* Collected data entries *

------------------------------------

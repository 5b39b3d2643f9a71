//! Lingo CLI: sync document texts with a translation project.
//!
//! Runs the document and interface contexts in one process over a local
//! channel. The document and the remote project are JSON files.

mod commands;
mod config;
mod files;

use clap::{Parser, Subcommand};
use colored::Colorize;
use commands::{copy_page, pull, push, screenshots, CopyPageArgs, PullArgs, PushArgs, ScreenshotsArgs};
use config::{Config, DEFAULT_CONFIG_NAME};
use std::path::PathBuf;

/// Lingo - keep design texts and translations in sync
#[derive(Parser, Debug)]
#[command(name = "lingo")]
#[command(author, version, about, long_about = None)]
struct Cli {
    /// Config file
    #[arg(short, long, global = true, default_value = DEFAULT_CONFIG_NAME)]
    config: PathBuf,

    #[command(subcommand)]
    command: Command,
}

#[derive(Subcommand, Debug)]
enum Command {
    /// Push document texts to the translation project
    Push(PushArgs),

    /// Pull translations into the document
    Pull(PullArgs),

    /// Duplicate the current page with translations or keys
    CopyPage(CopyPageArgs),

    /// Render previews of frames containing text
    Screenshots(ScreenshotsArgs),
}

async fn run(cli: Cli) -> anyhow::Result<()> {
    let config = Config::load(&cli.config)?;
    match cli.command {
        Command::Push(args) => push(args, &config).await.map(|_| ()),
        Command::Pull(args) => pull(args, &config).await.map(|_| ()),
        Command::CopyPage(args) => copy_page(args, &config).await.map(|_| ()),
        Command::Screenshots(args) => screenshots(args, &config).await.map(|_| ()),
    }
}

#[tokio::main]
async fn main() {
    env_logger::Builder::from_env(env_logger::Env::default().default_filter_or("info")).init();
    let cli = Cli::parse();

    if let Err(err) = run(cli).await {
        eprintln!();
        eprintln!("{} {:#}", "Error:".red().bold(), err);
        eprintln!();
        std::process::exit(1);
    }
}
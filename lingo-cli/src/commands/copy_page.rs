use super::{open, resolve_language};
use crate::config::Config;
use crate::files;
use clap::Args;
use colored::Colorize;
use lingo_plugin::interface::create_page_copy;
use lingo_plugin::{CopiedPage, MemoryTranslationService};
use std::path::PathBuf;

#[derive(Debug, Args)]
pub struct CopyPageArgs {
    /// Document JSON file
    pub document: PathBuf,

    /// Remote translations JSON file
    #[arg(short, long, default_value = "translations.json")]
    pub remote: PathBuf,

    /// Language of the copy (overrides config)
    #[arg(short, long, conflicts_with = "keys")]
    pub language: Option<String>,

    /// Show translation keys instead of translations
    #[arg(long)]
    pub keys: bool,
}

pub async fn copy_page(args: CopyPageArgs, config: &Config) -> anyhow::Result<CopiedPage> {
    let plugin = open(&args.document, config).await?;
    let language = if args.keys {
        None
    } else {
        Some(resolve_language(args.language, config, &plugin.client).await?)
    };
    let service = MemoryTranslationService::new(files::load_records(&args.remote)?);

    let copied = create_page_copy(&plugin.client, &service, language.as_deref()).await?;
    files::save_document(&args.document, &plugin.snapshot().await)?;

    if copied.replaced > 0 {
        println!("   {} Replaced {} earlier copy", "↻".yellow(), copied.replaced);
    }
    println!(
        "{} Created page \"{}\" ({} text(s) filled)",
        "✓".green(),
        copied.name,
        copied.updated
    );
    Ok(copied)
}
//! Document-context side: handlers that read and mutate the document tree.
//!
//! ```text
//!   Bridge (document) ──► handlers ──► DocumentHost (tree, linkage, fonts)
//!                              └─────► ClientStorage (global settings)
//! ```
//!
//! The host sits behind an async mutex; each handler holds it for the
//! whole operation, so mutations never interleave.

pub mod handlers;
pub mod host;
pub mod settings;

use lingo_core::{DocumentError, SettingsError};
use thiserror::Error;

pub use handlers::register_handlers;
pub use host::{DocumentHost, PageSummary};
pub use settings::{ClientStorage, MemoryStorage, CONFIG_KEY};

/// Failure inside a document handler, delivered to the caller as a fault.
#[derive(Error, Debug)]
pub enum HandlerError {
    #[error(transparent)]
    Document(#[from] DocumentError),
    #[error(transparent)]
    Settings(#[from] SettingsError),
}
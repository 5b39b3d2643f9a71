//! JSON files the CLI works on: a document and the remote translations.

use anyhow::Context;
use lingo_core::{Document, TranslationRecord};
use std::path::Path;

pub fn load_document(path: &Path) -> anyhow::Result<Document> {
    let content = std::fs::read_to_string(path)
        .with_context(|| format!("Cannot read document {}", path.display()))?;
    serde_json::from_str(&content).with_context(|| format!("Invalid document {}", path.display()))
}

pub fn save_document(path: &Path, document: &Document) -> anyhow::Result<()> {
    let content = serde_json::to_string_pretty(document)?;
    std::fs::write(path, content).with_context(|| format!("Cannot write {}", path.display()))
}

/// Remote translations; a missing file is an empty project.
pub fn load_records(path: &Path) -> anyhow::Result<Vec<TranslationRecord>> {
    if !path.exists() {
        log::warn!("{} does not exist, starting from an empty project", path.display());
        return Ok(Vec::new());
    }
    let content = std::fs::read_to_string(path)
        .with_context(|| format!("Cannot read translations {}", path.display()))?;
    serde_json::from_str(&content)
        .with_context(|| format!("Invalid translations {}", path.display()))
}

pub fn save_records(path: &Path, records: &[TranslationRecord]) -> anyhow::Result<()> {
    let content = serde_json::to_string_pretty(records)?;
    std::fs::write(path, content).with_context(|| format!("Cannot write {}", path.display()))
}

#[cfg(test)]
mod tests {
    use super::*;

    #[test]
    fn test_missing_records_file_is_empty() {
        let dir = tempfile::tempdir().unwrap();
        assert!(load_records(&dir.path().join("remote.json")).unwrap().is_empty());
    }

    #[test]
    fn test_records_use_remote_field_names() {
        let dir = tempfile::tempdir().unwrap();
        let path = dir.path().join("remote.json");
        std::fs::write(
            &path,
            r#"[{"keyName":"greet","namespace":"app","translations":{"en":"Hi"}}]"#,
        )
        .unwrap();
        let records = load_records(&path).unwrap();
        assert_eq!(records[0].key_name, "greet");
        assert_eq!(records[0].text("en"), Some("Hi"));
    }

    #[test]
    fn test_invalid_document_names_the_file() {
        let dir = tempfile::tempdir().unwrap();
        let path = dir.path().join("doc.json");
        std::fs::write(&path, "[]").unwrap();
        let err = load_document(&path).unwrap_err();
        assert!(err.to_string().contains("doc.json"));
    }
}
use criterion::{criterion_group, criterion_main, Criterion};
use lingo_bridge::protocol::{decode_payload, encode_payload};
use lingo_bridge::Envelope;
use std::hint::black_box;
use uuid::Uuid;

fn bench_envelope_encode(c: &mut Criterion) {
    let id = Uuid::new_v4();
    let payload = vec![b'x'; 256];

    c.bench_function("envelope_encode_256B", |b| {
        b.iter(|| {
            let msg = Envelope::request(black_box("GET_NODES"), black_box(id), black_box(payload.clone()));
            black_box(msg.encode().unwrap());
        })
    });
}

fn bench_envelope_decode(c: &mut Criterion) {
    let encoded = Envelope::response("GET_NODES", Uuid::new_v4(), vec![b'x'; 256])
        .encode()
        .unwrap();

    c.bench_function("envelope_decode_256B", |b| {
        b.iter(|| {
            black_box(Envelope::decode(black_box(&encoded)).unwrap());
        })
    });
}

fn bench_payload_json(c: &mut Criterion) {
    let keys: Vec<String> = (0..100).map(|i| format!("screen.section.key_{i}")).collect();
    let encoded = encode_payload(&keys).unwrap();

    c.bench_function("payload_encode_100_keys", |b| {
        b.iter(|| black_box(encode_payload(black_box(&keys)).unwrap()))
    });
    c.bench_function("payload_decode_100_keys", |b| {
        b.iter(|| black_box(decode_payload::<Vec<String>>(black_box(&encoded)).unwrap()))
    });
}

criterion_group!(
    benches,
    bench_envelope_encode,
    bench_envelope_decode,
    bench_payload_json,
);
criterion_main!(benches);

------------------------------------

* Task directions *
Exactly as written, please reproduce the lines from the first line of the data to the line containing "async fn main()", inclusive, and nothing else.

* Output for this exercise *
repository 5b39b3d2643f9a71
//! Lingo CLI: sync document texts with a translation project.
//!
//! Runs the document and interface contexts in one process over a local
//! channel. The document and the remote project are JSON files.

mod commands;
mod config;
mod files;

use clap::{Parser, Subcommand};
use colored::Colorize;
use commands::{copy_page, pull, push, screenshots, CopyPageArgs, PullArgs, PushArgs, ScreenshotsArgs};
use config::{Config, DEFAULT_CONFIG_NAME};
use std::path::PathBuf;

/// Lingo - keep design texts and translations in sync
#[derive(Parser, Debug)]
#[command(name = "lingo")]
#[command(author, version, about, long_about = None)]
struct Cli {
    /// Config file
    #[arg(short, long, global = true, default_value = DEFAULT_CONFIG_NAME)]
    config: PathBuf,

    #[command(subcommand)]
    command: Command,
}

#[derive(Subcommand, Debug)]
enum Command {
    /// Push document texts to the translation project
    Push(PushArgs),

    /// Pull translations into the document
    Pull(PullArgs),

    /// Duplicate the current page with translations or keys
    CopyPage(CopyPageArgs),

    /// Render previews of frames containing text
    Screenshots(ScreenshotsArgs),
}

async fn run(cli: Cli) -> anyhow::Result<()> {
    let config = Config::load(&cli.config)?;
    match cli.command {
        Command::Push(args) => push(args, &config).await.map(|_| ()),
        Command::Pull(args) => pull(args, &config).await.map(|_| ()),
        Command::CopyPage(args) => copy_page(args, &config).await.map(|_| ()),
        Command::Screenshots(args) => screenshots(args, &config).await.map(|_| ()),
    }
}

#[tokio::main]
async fn main() {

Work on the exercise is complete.